Have some 'strangers' come over and ignore her so she can investigate them on her own terms, and set it up so they just 'happen' to have good treats for her when she does. 

Lana


----------



## Debles (Sep 6, 2007)

Hopefully Steph will see your thread. (Flying Quizini) She is an expert.


----------



## K9 Passion (Jan 2, 2009)

Sparky's Sidekick said:


> I once had a dog that growled at people when she was afraid. We hired a behaviorist and the first thing she told us was not to correct her for growling. She said that her growl was a warning that she wasn't comfortable with the situation, and if you took away the growl, you took away the warning and she then might go the next step and actually bite...


That's absolutely right. They need to know that they can tell us when they're uncomfortable with situations and/or people. And, as the behavioralist said, if we scold them, then they just may go to that next step. :wave:


----------



## Popebendgoldens (May 16, 2008)

Ardeagold said:


> Don't let anyone just barge in on her.

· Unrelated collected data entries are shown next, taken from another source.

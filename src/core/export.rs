use crate::domain::model::{Product, PRODUCT_COLUMNS};
use crate::utils::error::{Result, ScraperError};
use crate::utils::validation::validate_file_extension;
use chrono::{DateTime, Utc};
use rust_xlsxwriter::{Format, Workbook};
use serde::Serialize;

pub const DEFAULT_OUTPUT: &str = "shopee_bestsellers.xlsx";
pub const SUPPORTED_EXTENSIONS: &[&str] = &["xlsx", "csv", "json"];

const UTF8_BOM: &[u8] = b"\xEF\xBB\xBF";

#[derive(Debug, Clone, Copy, PartialEq, Eq)]
pub enum ExportFormat {
    Xlsx,
    Csv,
    Json,
}

impl ExportFormat {
    /// 依副檔名決定匯出格式
    pub fn from_path(path: &str) -> Result<Self> {
        validate_file_extension("output", path, SUPPORTED_EXTENSIONS)?;
        let lower = path.to_ascii_lowercase();
        if lower.ends_with(".csv") {
            Ok(ExportFormat::Csv)
        } else if lower.ends_with(".json") {
            Ok(ExportFormat::Json)
        } else {
            Ok(ExportFormat::Xlsx)
        }
    }
}

#[derive(Serialize)]
struct JsonExport<'a> {
    fetched_at: DateTime<Utc>,
    count: usize,
    products: &'a [Product],
}

pub fn render(products: &[Product], format: ExportFormat) -> Result<Vec<u8>> {
    match format {
        ExportFormat::Csv => render_csv(products),
        ExportFormat::Xlsx => render_xlsx(products),
        ExportFormat::Json => render_json(products),
    }
}

/// CSV with a UTF-8 BOM so spreadsheet apps detect Thai text correctly.
pub fn render_csv(products: &[Product]) -> Result<Vec<u8>> {
    let mut writer = csv::WriterBuilder::new()
        .has_headers(false)
        .from_writer(UTF8_BOM.to_vec());

    writer.write_record(PRODUCT_COLUMNS)?;
    for product in products {
        writer.serialize(product)?;
    }

    writer.into_inner().map_err(|e| {
        ScraperError::IoError(std::io::Error::new(e.error().kind(), e.error().to_string()))
    })
}

pub fn render_xlsx(products: &[Product]) -> Result<Vec<u8>> {
    let mut workbook = Workbook::new();
    let header = Format::new().set_bold();
    let worksheet = workbook.add_worksheet();
    worksheet.set_name("Best sellers")?;

    for (col, name) in PRODUCT_COLUMNS.iter().enumerate() {
        worksheet.write_string_with_format(0, col as u16, *name, &header)?;
    }
    worksheet.set_column_width(0, 50)?;
    worksheet.set_column_width(13, 45)?;
    worksheet.set_freeze_panes(1, 0)?;

    for (index, p) in products.iter().enumerate() {
        let row = index as u32 + 1;
        worksheet.write_string(row, 0, &p.title)?;
        worksheet.write_number(row, 1, p.itemid as f64)?;
        worksheet.write_number(row, 2, p.shopid as f64)?;
        if let Some(shop_name) = &p.shop_name {
            worksheet.write_string(row, 3, shop_name)?;
        }
        worksheet.write_number(row, 4, p.price)?;
        worksheet.write_number(row, 5, p.price_min)?;
        worksheet.write_number(row, 6, p.price_max)?;
        worksheet.write_string(row, 7, &p.currency)?;
        worksheet.write_number(row, 8, p.historical_sold as f64)?;
        if let Some(sold) = p.sold_recent {
            worksheet.write_number(row, 9, sold as f64)?;
        }
        worksheet.write_number(row, 10, p.rating)?;
        worksheet.write_number(row, 11, p.rating_count as f64)?;
        worksheet.write_number(row, 12, p.stock as f64)?;
        worksheet.write_string(row, 13, &p.url)?;
        if let Some(query) = &p.query {
            worksheet.write_string(row, 14, query)?;
        }
    }

    Ok(workbook.save_to_buffer()?)
}

pub fn render_json(products: &[Product]) -> Result<Vec<u8>> {
    let export = JsonExport {
        fetched_at: Utc::now(),
        count: products.len(),
        products,
    };
    Ok(serde_json::to_vec_pretty(&export)?)
}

If they come to pet her, ask them to stop first, make her sit...then give them a treat to hold out to her, and let her go to them. Pet UNDER the chin...not on top of the head. That goes for kids too!!


The reason you pet UNDER the chin is that in dog etiquette, a pet on top of the head is TOO personal. It is the equivalent of a human stranger meeting you for the first time and kissing you on the lips in stead of shaking hands or a light touch on each cheek (like the French). If you ever notice dogs meeting each other for the first time, you see them sniffing rears. That is acceptable etiquette for first time greeting for dog to dog meeting. 

I am a professional pet sitter and am always meeting strange dogs.

When I meet a dog for the first time, I allow the dog to smell my hand, and then will pet at the back by the tail or under the chin, IF the dog is willing. I will offer a treat too, but a lot of nervous dogs will not eat.

I NEVER force myself on any dog. I have taken care of dogs that are scared or nervous, but will not take care of aggressive dogs unless I have had time to get them used to me. 

Pat


----------



## K9 Passion (Jan 2, 2009)

That's right & I learned something new & interesting a few weeks ago. I watched a video about dog communication & calming signals. It showed/said that the best way to approach a dog (& have dogs meet each other) is to approach the dog from the side, NOT from the front of the face because that's too close & personal. For example, they had a stranger approach a dog & the stranger walked past the dog & stood kind of to the side, let the dog smell the hand, & then the person started petting the dog's side, just below the neck. After that, they had another person approach the same dog from the front & the dog acted completely different toward the person, initially. This is how dogs in the wild would meet each other too, from the side, NOT head on.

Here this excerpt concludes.